Zusätzlich auf dieser Website dokumentiert
- Antwort Arnsberg
- Weiterleitung Kerpen
- 3. Erweiterung vom 02.02.2026
- Nachtrag zur Rheinwassertransportleitung vom 02.02.2026
- Nachtrag Baumfällungen vom 12.02.2026
- Juni 2026: Weiterer Nachtrag zur Rheinwassertransportleitung unter Einbeziehung der Hambach-Erklärung vom 09.06.2026. Schwerpunkte: funktionale Vorprägung späterer Verfahren, Gesamtbetrachtung des Landschaftswasserhaushalts, Art.-20a-Prüftiefe, Plausibilitätskontrolle, Monitoring und Nachsteuerung, Langzeitverantwortung, Wasserhaushalt und ökologische Integrität.
- systemische Auswertung und Resonanz
Zeitleiste
17.10.2025
Erste systemische Eingabe zu Hambach
30.10.2025
Erste Erweiterung
01.11.2025
Zweite Erweiterung
24.10. / 03.11.2025
Antwort der Bezirksregierung Arnsberg
10.11.2025
Weiterleitung an die Stadt Kerpen
29.01.2026
Planfeststellungsbeschluss Rheinwassertransportleitung
02.02.2026
3. Erweiterung zur Zukunftsstrategie Wasser
02.02.2026
Nachtrag zur Rheinwassertransportleitung
12.02.2026
Nachtrag zu Baumfällungen
20.04.2026
Einreichung des Beitrags zur Nationalen Wasserstrategie des Bundes. Beitrag zur Frage der langfristigen Wasserbewirtschaftung, Systemstabilität und ökologischen Integrität im Zusammenhang mit großräumigen wasserwirtschaftlichen Transformationsprozessen.
Vertiefungen
Aktueller Stand
Der Hambacher Wald wird politisch zunehmend als Schutz-, Wildnis- und Vernetzungsprojekt beschrieben.

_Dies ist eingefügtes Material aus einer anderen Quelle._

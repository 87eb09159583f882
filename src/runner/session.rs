use crate::driver::{BrowserDriver, LaunchOptions, PageDriver};
use crate::events::ExecutionId;
use crate::Result;
use std::path::{Path, PathBuf};
use std::time::SystemTime;
use tracing::{debug, warn};

const VIDEO_EXTENSIONS: &[&str] = &["webm", "mp4"];

/// One browser, one context, one page, owned by a single execution.
///
/// [`teardown`](Self::teardown) consumes the session, so the browser is closed
/// exactly once.
pub(crate) struct ExecutionSession {
    page: Box<dyn PageDriver>,
    started: SystemTime,
}

impl ExecutionSession {
    pub async fn open(driver: &dyn BrowserDriver, opts: &LaunchOptions) -> Result<Self> {
        let started = SystemTime::now();
        let page = driver.launch(opts).await?;
        Ok(Self { page, started })
    }

    pub fn page(&self) -> &dyn PageDriver {
        self.page.as_ref()
    }

    /// Finalize the video and close the browser. Returns the video path when
    /// one was saved or found.
    pub async fn teardown(self, video_dir: &Path, id: ExecutionId) -> Option<PathBuf> {
        let video = self.finalize_video(video_dir, id).await;
        if let Err(e) = self.page.close().await {
            warn!("closing browser failed: {}", e);
        }
        video
    }

    async fn finalize_video(&self, video_dir: &Path, id: ExecutionId) -> Option<PathBuf> {
        if let Err(e) = tokio::fs::create_dir_all(video_dir).await {
            debug!("cannot create {}: {}", video_dir.display(), e);
        }
        let dest = video_dir.join(format!("{}.webm", id));
        match self.page.save_video(&dest).await {
            Ok(path) => return Some(path),
            Err(e) => debug!("video save failed: {}", e),
        }
        let found = newest_video(video_dir, self.started);
        if let Some(ref path) = found {
            debug!("using most recent video {}", path.display());
        }
        found
    }
}

/// The most recently modified video file in `dir` written since `since`.
pub(crate) fn newest_video(dir: &Path, since: SystemTime) -> Option<PathBuf> {
    std::fs::read_dir(dir)
        .ok()?
        .flatten()
        .filter_map(|entry| {
            let path = entry.path();
            let ext = path.extension()?.to_str()?.to_ascii_lowercase();
            if !VIDEO_EXTENSIONS.contains(&ext.as_str()) {
                return None;
            }
            let modified = entry.metadata().ok()?.modified().ok()?;
            (modified >= since).then_some((modified, path))
        })
        .max_by_key(|(modified, _)| *modified)
        .map(|(_, path)| path)
}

Parallel dazu laufen die wasserwirtschaftlichen und bergrechtlichen Prozesse zur Entwicklung der Tagebauseen, zum Grundwasserwiederanstieg und zur Rheinwassertransportleitung weiter.
Die offene systemische Frage besteht daher zunehmend darin, wie diese Entwicklungen in ihrer Gesamtheit betrachtet, dokumentiert und langfristig gesteuert werden.
Aus Sicht der Systemischen Rechtsentwicklung bildet Hambach damit einen wichtigen Praxisfall für die Frage, wie ökologische Integrität, Wasserhaushalt und Verwaltungsvollzug über lange Zeiträume hinweg zusammengeführt werden können.